Strength and efficiency through flexibility

Elastic deformation is generally considered undesirable in the design of conventional rigid-link mechanisms which rely on rigid members and localized joints to translate forces and motions. Assistant Professor Joel Hetrick is working with compliant mechanisms: structures which utilize elastic deformation to emulate the behavior of traditional rigid mechanisms.

For applications requiring moderately small motions, compliant mechanisms have many advantages over traditional devices, including the elimination of friction, wear and backlash associated with mechanical joints. In addition, the monolithic nature of compliant mechanisms makes them easy to fabricate and can minimize or altogether eliminate assembly requirements.

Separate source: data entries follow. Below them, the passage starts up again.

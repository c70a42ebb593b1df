//! Rolling-window health tracking for sync attempts.
//!
//! A fixed-capacity ring buffer of recent attempts keeps memory bounded and
//! the derived status reactive to recent behavior rather than all-time
//! history.

use std::collections::VecDeque;
use std::sync::Mutex;

use chrono::{DateTime, Utc};
use serde::Serialize;
use uuid::Uuid;

use crate::config::HealthConfig;

#[derive(Debug, Clone, Copy, PartialEq, Eq, Serialize)]
#[serde(rename_all = "snake_case")]
pub enum HealthState {
    Healthy,
    Slow,
    Degraded,
    Unhealthy,
}

#[derive(Debug, Clone, Serialize)]
pub struct SyncRecord {
    pub id: Uuid,
    pub kind: String,
    pub started_at: DateTime<Utc>,
    pub finished_at: Option<DateTime<Utc>>,
    pub success: Option<bool>,
    pub error: Option<String>,
    pub duration_ms: Option<i64>,
}

#[derive(Debug, Clone, Default, Serialize)]
pub struct HealthMetrics {
    pub total_attempts: u64,
    pub successful_syncs: u64,
    pub failed_syncs: u64,
    pub consecutive_failures: u32,
    pub average_sync_ms: f64,
    /// Failure fraction over the rolling window (0.0..1.0).
    pub error_rate: f64,
    pub last_success_at: Option<DateTime<Utc>>,
}

#[derive(Debug, Clone, Serialize)]
pub struct HealthStatus {
    pub status: HealthState,
    pub issues: Vec<String>,
    pub metrics: HealthMetrics,
    pub recent_syncs: Vec<SyncRecord>,
}

struct Inner {
    recent: VecDeque<SyncRecord>,
    in_flight: Option<SyncRecord>,
    total_attempts: u64,
    successful_syncs: u64,
    failed_syncs: u64,
    consecutive_failures: u32,
    last_success_at: Option<DateTime<Utc>>,
}

pub struct SyncHealthMonitor {
    config: HealthConfig,
    inner: Mutex<Inner>,
}

impl SyncHealthMonitor {
    pub fn new(config: HealthConfig) -> Self {
        Self {
            config,
            inner: Mutex::new(Inner {
                recent: VecDeque::new(),
                in_flight: None,
                total_attempts: 0,
                successful_syncs: 0,
                failed_syncs: 0,
                consecutive_failures: 0,
                last_success_at: None,
            }),
        }
    }

    /// Begin tracking one sync attempt. An attempt still in flight when a
    /// new one starts is recorded as failed (it never finished).
    pub fn record_sync_start(&self, kind: &str) -> Uuid {
        let mut inner = self.lock();
        if let Some(mut orphan) = inner.in_flight.take() {
            tracing::warn!(sync_id = %orphan.id, "previous sync never finished; recording as failed");
            orphan.finished_at = Some(Utc::now());
            orphan.success = Some(false);
            orphan.error = Some("sync attempt abandoned".into());
            Self::finish(&mut inner, orphan, &self.config);
        }

        let record = SyncRecord {
            id: Uuid::now_v7(),
            kind: kind.to_string(),
            started_at: Utc::now(),
            finished_at: None,
            success: None,
            error: None,
            duration_ms: None,
        };
        let id = record.id;
        inner.total_attempts += 1;
        inner.in_flight = Some(record);
        tracing::debug!(sync_id = %id, kind, "sync attempt started");
        id
    }

    /// Finish the attempt started with `record_sync_start`. Unknown ids are
    /// counted as orphaned failures so nothing disappears silently.
    pub fn record_sync_end(&self, id: Uuid, success: bool, error: Option<&str>) {
        let mut inner = self.lock();
        let Some(current) = inner.in_flight.take() else {
            if !success {
                inner.failed_syncs += 1;
                inner.consecutive_failures += 1;
            }
            tracing::warn!(sync_id = %id, "sync end for unknown attempt");
            return;
        };
        if current.id != id {
            tracing::warn!(sync_id = %id, current = %current.id, "sync end id mismatch");
            inner.in_flight = Some(current);
            if !success {
                inner.failed_syncs += 1;
                inner.consecutive_failures += 1;
            }
            return;
        }

        let mut record = current;
        let finished = Utc::now();
        record.duration_ms = Some((finished - record.started_at).num_milliseconds());
        record.finished_at = Some(finished);
        record.success = Some(success);
        record.error = error.map(|e| e.to_string());

        if success {
            tracing::debug!(sync_id = %id, duration_ms = record.duration_ms, "sync succeeded");
        } else {
            tracing::warn!(sync_id = %id, error, "sync failed");
        }
        Self::finish(&mut inner, record, &self.config);
    }

    fn finish(inner: &mut Inner, record: SyncRecord, config: &HealthConfig) {
        match record.success {
            Some(true) => {
                inner.successful_syncs += 1;
                inner.consecutive_failures = 0;
                inner.last_success_at = record.finished_at;
            }
            _ => {
                inner.failed_syncs += 1;
                inner.consecutive_failures += 1;
            }
        }
        inner.recent.push_front(record);
        while inner.recent.len() > config.window {
            inner.recent.pop_back();
        }
    }

    pub fn metrics(&self) -> HealthMetrics {
        let inner = self.lock();
        Self::metrics_of(&inner)
    }

    fn metrics_of(inner: &Inner) -> HealthMetrics {
        let finished: Vec<&SyncRecord> = inner
            .recent
            .iter()
            .filter(|r| r.duration_ms.is_some())
            .collect();
        let average_sync_ms = if finished.is_empty() {
            0.0
        } else {
            finished
                .iter()
                .filter_map(|r| r.duration_ms)
                .sum::<i64>() as f64
                / finished.len() as f64
        };
        let windowed_failures = finished
            .iter()
            .filter(|r| r.success == Some(false))
            .count();
        let error_rate = if finished.is_empty() {
            0.0
        } else {
            windowed_failures as f64 / finished.len() as f64
        };

        HealthMetrics {
            total_attempts: inner.total_attempts,
            successful_syncs: inner.successful_syncs,
            failed_syncs: inner.failed_syncs,
            consecutive_failures: inner.consecutive_failures,
            average_sync_ms,
            error_rate,
            last_success_at: inner.last_success_at,
        }
    }

    /// Derive the coarse status from the rolling window. Severity wins:
    /// unhealthy > degraded > slow > healthy.
    pub fn health_status(&self) -> HealthStatus {
        let inner = self.lock();
        let metrics = Self::metrics_of(&inner);

        let mut status = HealthState::Healthy;
        let mut issues = Vec::new();

        if metrics.average_sync_ms > self.config.slow_sync_ms as f64 {
            status = HealthState::Slow;
            issues.push(format!(
                "slow sync: {:.0}ms average",
                metrics.average_sync_ms
            ));
        }
        if metrics.error_rate > self.config.error_rate_threshold {
            status = HealthState::Degraded;
            issues.push(format!(
                "high error rate: {:.1}%",
                metrics.error_rate * 100.0
            ));
        }
        if metrics.consecutive_failures >= self.config.consecutive_failure_threshold {
            status = HealthState::Unhealthy;
            issues.push(format!(
                "{} consecutive failures",
                metrics.consecutive_failures
            ));
        }

        HealthStatus {
            status,
            issues,
            metrics,
            recent_syncs: inner.recent.iter().take(10).cloned().collect(),
        }
    }

    /// Human-readable hints derived from the same metrics.
    pub fn recommendations(&self) -> Vec<String> {
        let status = self.health_status();
        let mut out = Vec::new();
        if status.status == HealthState::Unhealthy {
            out.push("check network connection stability".to_string());
            out.push("consider a manual sync once connectivity returns".to_string());
        }
        if status.metrics.average_sync_ms > 15_000.0 {
            out.push("large dataset detected; consider archiving old transactions".to_string());
        }
        if status.metrics.error_rate > 0.1 {
            out.push("high error rate; verify the remote store is reachable".to_string());
        }
        out
    }

    pub fn reset(&self) {
        let mut inner = self.lock();
        *inner = Inner {
            recent: VecDeque::new(),
            in_flight: None,
            total_attempts: 0,
            successful_syncs: 0,
            failed_syncs: 0,
            consecutive_failures: 0,
            last_success_at: None,
        };
    }

    fn lock(&self) -> std::sync::MutexGuard<'_, Inner> {
        self.inner.lock().unwrap_or_else(|p| p.into_inner())
    }
}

Hetrick recently created a novel micro-compliant displacement multiplier for Sandia National Laboratories. When coupled with an electrostatic actuator, the compliant displacement multiplier efficiently amplifies the actuator displacement by a factor of 10, while requiring one-fifth the chip area of a standard direct-drive actuator. The new actuator-multiplier is being investigated for use in a variety of MEMS applications which require high-speed, compact actuation.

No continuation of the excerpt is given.